Prices mostly already reflect “the nirvana people are expecting”, and companies are set up to fail “before they’ve even gotten out of bed.” When expectations are lofty, it doesn’t take much to disappoint them. When companies are already disappointing, or have fallen victim to a drawn-out economic cycle that’s withered their fortunes, the future just needs to be “slightly less woeful.”

Just a year ago, investors couldn’t imagine a future without ASX darling Afterpay and its many copycats. Conversely, traditional energy was on the out, expectations for the sector crushed under the awesome weight of 2050 commitments and a new wave of electric vehicles. In the wake of a mini Tech Wreck and the burgeoning war in Ukraine, things look very different.

“When sentiment is so universally weak – not necessarily in energy – that is the time to pay the most attention and allocate a disproportionate amount of one’s portfolio towards that, provided the price has adjusted accordingly,” Mawhinney said, noting that massive dispersion still remains in the aftermath of what has been a relatively minor correction.

“We’ve seen this energy adjustment take place anyway, because over the last year it’s been a reasonably decent performer relative to technology. But over a longer period of time, it hasn’t really moved the dial much. Oil prices… are amongst the highest they’ve been in decades in dollar terms, but the underlying share prices have barely recovered off their lows.”

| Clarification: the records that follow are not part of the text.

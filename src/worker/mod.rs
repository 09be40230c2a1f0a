//! Worker session accounting.
//!
//! Workers are untrusted and anonymous. On first contact a worker gets a
//! session id that it presents on every later request; the ledger tracks how
//! many tasks it viewed and finished and decides when it is done.
//!
//! # Components
//!
//! - [`SessionLedger`]: creates sessions, counts progress, issues verdicts
//! - [`UserSession`]: the stored progress record
//! - [`Completion`]: two-state result of a completion check
//!
//! # Completion Flow
//!
//! 1. The request layer calls [`SessionLedger::check_finished`] before
//!    handing out a task
//! 2. While in progress the call counts as a viewed task
//! 3. Once the quota is met (or the check is forced) the worker gets a
//!    [`Verdict`] with a callback URL

pub mod ledger;
pub mod session;

pub use ledger::SessionLedger;
pub use session::{Completion, SessionContext, UserSession, Verdict};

Mawhinney’s contrarian pick is Ansell, which over-purchased high-priced inventories of PPE at the height of Covid and struggled to sell it in the face of rapidly falling demand and prices as Covid fears subsided. The impact of capacity expansions on an already over-supplied industry, the extent of labour exploitation in the industry’s supply chains and the defensibility of Ansell’s IP have all contributed to the poor sentiment.

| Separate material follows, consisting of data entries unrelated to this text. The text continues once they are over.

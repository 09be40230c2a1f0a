use std::collections::BTreeMap;
use std::sync::Arc;

use serde::Serialize;
use tokio_util::sync::CancellationToken;

use crate::config::JobConfig;
use crate::error::{PoolError, Result};
use crate::ingest::{IngestReport, Ingestor};
use crate::keyspace::Keyspace;
use crate::lease::DataLock;
use crate::mapper::{urlsafe_token, DataKey, KeyMapper};
use crate::scheduler::{Column, Row, RowAssigner, RowQueue, Selection};
use crate::source::DataSource;
use crate::store::KvStore;
use crate::worker::{Completion, SessionContext, SessionLedger, UserSession, Verdict};

/// A dispatched row with the data keys of its columns.
#[derive(Debug, Clone, PartialEq, Serialize)]
pub struct Task {
    #[serde(skip)]
    pub row: Row,
    pub keys: BTreeMap<Column, DataKey>,
}

/// Answer to a worker asking for work.
#[derive(Debug, Clone, PartialEq)]
pub enum NextTask {
    Assigned(Task),
    /// Nothing left this worker has not seen.
    Exhausted,
    /// The worker is done; no further tasks are handed out.
    Finished(Verdict),
}

/// One annotation job served from a shared store.
///
/// The dispatcher holds no mutable state: any number of dispatchers, in one
/// process or many, can serve the same job concurrently as long as they share
/// the store and the configuration. Only ingestion takes the data lock;
/// dispatching, progress accounting and key resolution run lock-free.
pub struct Dispatcher<S, D> {
    config: JobConfig,
    admin_secret: String,
    source: Arc<D>,
    queue: RowQueue<S>,
    mapper: KeyMapper<S>,
    assigner: RowAssigner<S>,
    ledger: SessionLedger<S>,
    ingestor: Ingestor<S, D>,
}

impl<S: KvStore, D: DataSource> Dispatcher<S, D> {
    pub fn new(config: JobConfig, store: Arc<S>, source: Arc<D>) -> Self {
        let keyspace = Keyspace::new(&config.task_key);
        let admin_secret = config.admin_secret.clone().unwrap_or_else(urlsafe_token);

        let ingestor = Ingestor::new(
            source.clone(),
            DataLock::new(store.clone(), &keyspace, config.lease.clone()),
            RowQueue::new(store.clone(), keyspace.clone()),
            KeyMapper::new(store.clone(), keyspace.clone()),
        );

        tracing::info!(
            job = %config.task_key,
            mode = %config.mode,
            num_tasks = config.num_tasks,
            "Dispatcher ready"
        );
        tracing::info!("Users URL:  /admin/{admin_secret}/users");
        tracing::info!("Responses URL:  /admin/{admin_secret}/responses");

        Self {
            queue: RowQueue::new(store.clone(), keyspace.clone()),
            mapper: KeyMapper::new(store.clone(), keyspace.clone()),
            assigner: RowAssigner::new(store.clone(), keyspace.clone(), config.num_tasks),
            ledger: SessionLedger::new(
                store,
                keyspace,
                config.mode,
                config.num_tasks as u64,
                config.track_correct,
            ),
            ingestor,
            source,
            admin_secret,
            config,
        }
    }

    pub fn config(&self) -> &JobConfig {
        &self.config
    }

    pub fn admin_secret(&self) -> &str {
        &self.admin_secret
    }

    pub fn queue(&self) -> &RowQueue<S> {
        &self.queue
    }

    pub async fn new_session(&self, context: &SessionContext) -> Result<String> {
        self.ledger.create_session(context).await
    }

    /// Raw row selection, without progress accounting.
    pub async fn select_row(&self, worker: &str) -> Result<Selection> {
        self.assigner.select_row(worker).await
    }

    /// Hands `worker` its next task.
    ///
    /// Checks completion first; the check itself counts the view, so no
    /// separate dispatch is recorded.
    pub async fn next_task(&self, worker: &str) -> Result<NextTask> {
        if let Completion::Finished(verdict) = self.ledger.check_finished(worker, false).await? {
            return Ok(NextTask::Finished(verdict));
        }

        match self.assigner.select_row(worker).await? {
            Selection::Exhausted => {
                tracing::info!(user = %worker, "No rows left for worker");
                Ok(NextTask::Exhausted)
            }
            Selection::Assigned(row) => {
                let keys = self.task_keys(&row).await?;
                Ok(NextTask::Assigned(Task { row, keys }))
            }
        }
    }

    async fn task_keys(&self, row: &Row) -> Result<BTreeMap<Column, DataKey>> {
        let mut keys = BTreeMap::new();
        for column in self.source.columns(row).await? {
            match self.mapper.key_for(row, &column).await {
                Ok(key) => {
                    keys.insert(column, key);
                }
                // A concurrent reset may have replaced the row's keys.
                Err(PoolError::NotFound(_)) => {
                    tracing::debug!(row = %row, column = %column, "Data key vanished");
                }
                Err(e) => return Err(e),
            }
        }
        Ok(keys)
    }

    pub async fn record_dispatch(&self, worker: &str) -> Result<()> {
        self.ledger.record_dispatch(worker).await
    }

    pub async fn submit_result(
        &self,
        worker: &str,
        correct: bool,
        payload: Option<&serde_json::Value>,
    ) -> Result<()> {
        if let Some(payload) = payload {
            self.ledger.record_response(worker, payload).await?;
        }
        self.ledger.record_result(worker, correct).await
    }

    pub async fn completion(&self, worker: &str, force: bool) -> Result<Completion> {
        self.ledger.check_finished(worker, force).await
    }

    pub async fn session(&self, worker: &str) -> Result<UserSession> {
        self.ledger.get(worker).await
    }

    /// Fetches the data behind a data key.
    pub async fn resolve(&self, key: &str) -> Result<Vec<u8>> {
        let (row, column) = self.mapper.resolve(key).await?;
        self.source.value(&row, &column).await
    }

    fn authorize(&self, secret: &str) -> Result<()> {
        if secret == self.admin_secret {
            Ok(())
        } else {
            tracing::warn!("Admin request with invalid secret");
            Err(PoolError::Unauthorized)
        }
    }

    pub async fn list_sessions(&self, secret: &str) -> Result<BTreeMap<String, UserSession>> {
        self.authorize(secret)?;
        self.ledger.list().await
    }

    pub async fn list_responses(
        &self,
        secret: &str,
    ) -> Result<BTreeMap<String, Vec<serde_json::Value>>> {
        self.authorize(secret)?;
        self.ledger.list_responses().await
    }

    pub async fn flush_sessions(&self, secret: &str) -> Result<usize> {
        self.authorize(secret)?;
        self.ledger.flush().await
    }

    /// Rebuilds the work pool from the data source under the data lock.
    pub async fn reset(&self, cancel: &CancellationToken) -> Result<IngestReport> {
        self.ingestor.reset(cancel).await
    }

    /// Adds or refreshes one row under the data lock.
    pub async fn add_row(
        &self,
        row: &Row,
        priority: i64,
        cancel: &CancellationToken,
    ) -> Result<IngestReport> {
        self.ingestor.add_row(row, priority, cancel).await
    }
}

“The market dislikes Ansell, and therein lies the opportunity because at least you know the price is somewhat reflective of some of the nasties which we all know about,” Mawhinney said. “… You’re getting a very boring company, reasonably priced, at face-level cheaper than the market but probably growing in-line with the market.”

Mawhinney contrasts that with Altium, an in-demand company that makes software that assists with the design of printed circuit boards. It’s grown incredibly quickly; 18 per cent per annum, with the market essentially acting as though that growth will continue ad infinitum.

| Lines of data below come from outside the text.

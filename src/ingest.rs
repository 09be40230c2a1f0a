//! Rebuilding the work pool from the data source.
//!
//! Ingestion runs exclusively under the data lock. Nothing is written until
//! release: the clearing of the old pool, every row insertion and every data
//! key registration are buffered in the lease and become visible as one
//! atomic commit, or not at all if the lease was lost.

use std::collections::{BTreeSet, HashSet};
use std::sync::Arc;
use std::time::Duration;

use tokio_stream::StreamExt;
use tokio_util::sync::CancellationToken;

use crate::error::Result;
use crate::lease::{DataLock, Lease};
use crate::mapper::{KeyMapper, PathCode};
use crate::scheduler::{Column, Row, RowQueue};
use crate::source::DataSource;
use crate::store::KvStore;

/// Outcome of an ingestion run.
#[derive(Debug, Clone, Default, PartialEq, Eq)]
pub struct IngestReport {
    pub rows_added: usize,
    /// Rows missing one of the required columns.
    pub rows_skipped: usize,
    pub keys_registered: usize,
    pub elapsed: Duration,
}

pub struct Ingestor<S, D> {
    source: Arc<D>,
    lock: DataLock<S>,
    queue: RowQueue<S>,
    mapper: KeyMapper<S>,
}

impl<S: KvStore, D: DataSource> Ingestor<S, D> {
    pub fn new(source: Arc<D>, lock: DataLock<S>, queue: RowQueue<S>, mapper: KeyMapper<S>) -> Self {
        Self {
            source,
            lock,
            queue,
            mapper,
        }
    }

    /// Replaces the whole pool with the current contents of the data source.
    ///
    /// Seen sets are dropped with the rows; sessions survive.
    pub async fn reset(&self, cancel: &CancellationToken) -> Result<IngestReport> {
        let mut lease = self.lock.acquire(cancel).await?;
        let started = lease.acquired_at();

        match self.rebuild(&mut lease).await {
            Ok(mut report) => {
                self.lock.release(lease).await?;
                report.elapsed = started.elapsed();
                tracing::info!(
                    rows_added = report.rows_added,
                    rows_skipped = report.rows_skipped,
                    keys_registered = report.keys_registered,
                    elapsed_ms = report.elapsed.as_millis() as u64,
                    "Reset complete"
                );
                Ok(report)
            }
            Err(e) => {
                tracing::error!(error = %e, "Reset failed, nothing committed");
                self.lock.abandon(lease).await?;
                Err(e)
            }
        }
    }

    async fn rebuild(&self, lease: &mut Lease) -> Result<IngestReport> {
        lease.extend_buffer(self.queue.clear_ops());
        lease.extend_buffer(self.mapper.clear_ops());
        tracing::debug!(deletes = lease.buffered(), "Buffered pool clear");

        let required = self.source.required_columns();
        let mut report = IngestReport::default();
        let mut ingested: HashSet<Row> = HashSet::new();

        let rows = self.source.rows();
        tokio::pin!(rows);
        while let Some(item) = rows.next().await {
            let (row, columns) = item?;
            self.lock.extend_if_due(lease).await?;

            if !ingested.insert(row.clone()) {
                tracing::warn!(row = %row, "Data source yielded row twice, ignoring repeat");
                continue;
            }
            self.buffer_row(lease, &row, &columns, &required, 0, &mut report);
        }

        Ok(report)
    }

    /// Adds or refreshes one row without a full reset.
    ///
    /// The row's previous data keys, if any, are replaced.
    pub async fn add_row(
        &self,
        row: &Row,
        priority: i64,
        cancel: &CancellationToken,
    ) -> Result<IngestReport> {
        let mut lease = self.lock.acquire(cancel).await?;

        match self.buffer_single(&mut lease, row, priority).await {
            Ok(report) => {
                self.lock.release(lease).await?;
                tracing::info!(row = %row, priority, added = report.rows_added, "Row ingested");
                Ok(report)
            }
            Err(e) => {
                tracing::error!(row = %row, error = %e, "Row ingestion failed, nothing committed");
                self.lock.abandon(lease).await?;
                Err(e)
            }
        }
    }

    async fn buffer_single(&self, lease: &mut Lease, row: &Row, priority: i64) -> Result<IngestReport> {
        let columns = self.source.columns(row).await?;
        let required = self.source.required_columns();
        let mut report = IngestReport::default();

        if required.is_subset(&columns) {
            for column in &columns {
                if let Some(old) = self.mapper.lookup(&PathCode::encode(row, column)).await? {
                    lease.push(self.mapper.unregister_op(&old));
                }
            }
        }
        self.buffer_row(lease, row, &columns, &required, priority, &mut report);

        report.elapsed = lease.acquired_at().elapsed();
        Ok(report)
    }

    fn buffer_row(
        &self,
        lease: &mut Lease,
        row: &Row,
        columns: &BTreeSet<Column>,
        required: &BTreeSet<Column>,
        priority: i64,
        report: &mut IngestReport,
    ) {
        if !required.is_subset(columns) {
            tracing::debug!(row = %row, "Row lacks required columns, skipping");
            report.rows_skipped += 1;
            return;
        }

        lease.push(self.queue.add_row_op(row, priority));
        for column in columns {
            let (_key, ops) = self.mapper.register(&PathCode::encode(row, column));
            lease.extend_buffer(ops);
            report.keys_registered += 1;
        }
        report.rows_added += 1;
    }
}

“If you’re growing at 18 per cent per annum for five years, you will achieve what only two other companies in Australia have achieved, and that is CSL and Computershare,” Mawhinney said. “It would be a very tall order. Its market is growing at 6 per cent per annum… In five years’ time it would have 50 per cent market share. That’s highly unlikely.”

“Ansell is a boring company with some issues attached, but we think it’s good value, and for that reason we think it’s a better thing to own than Altium.”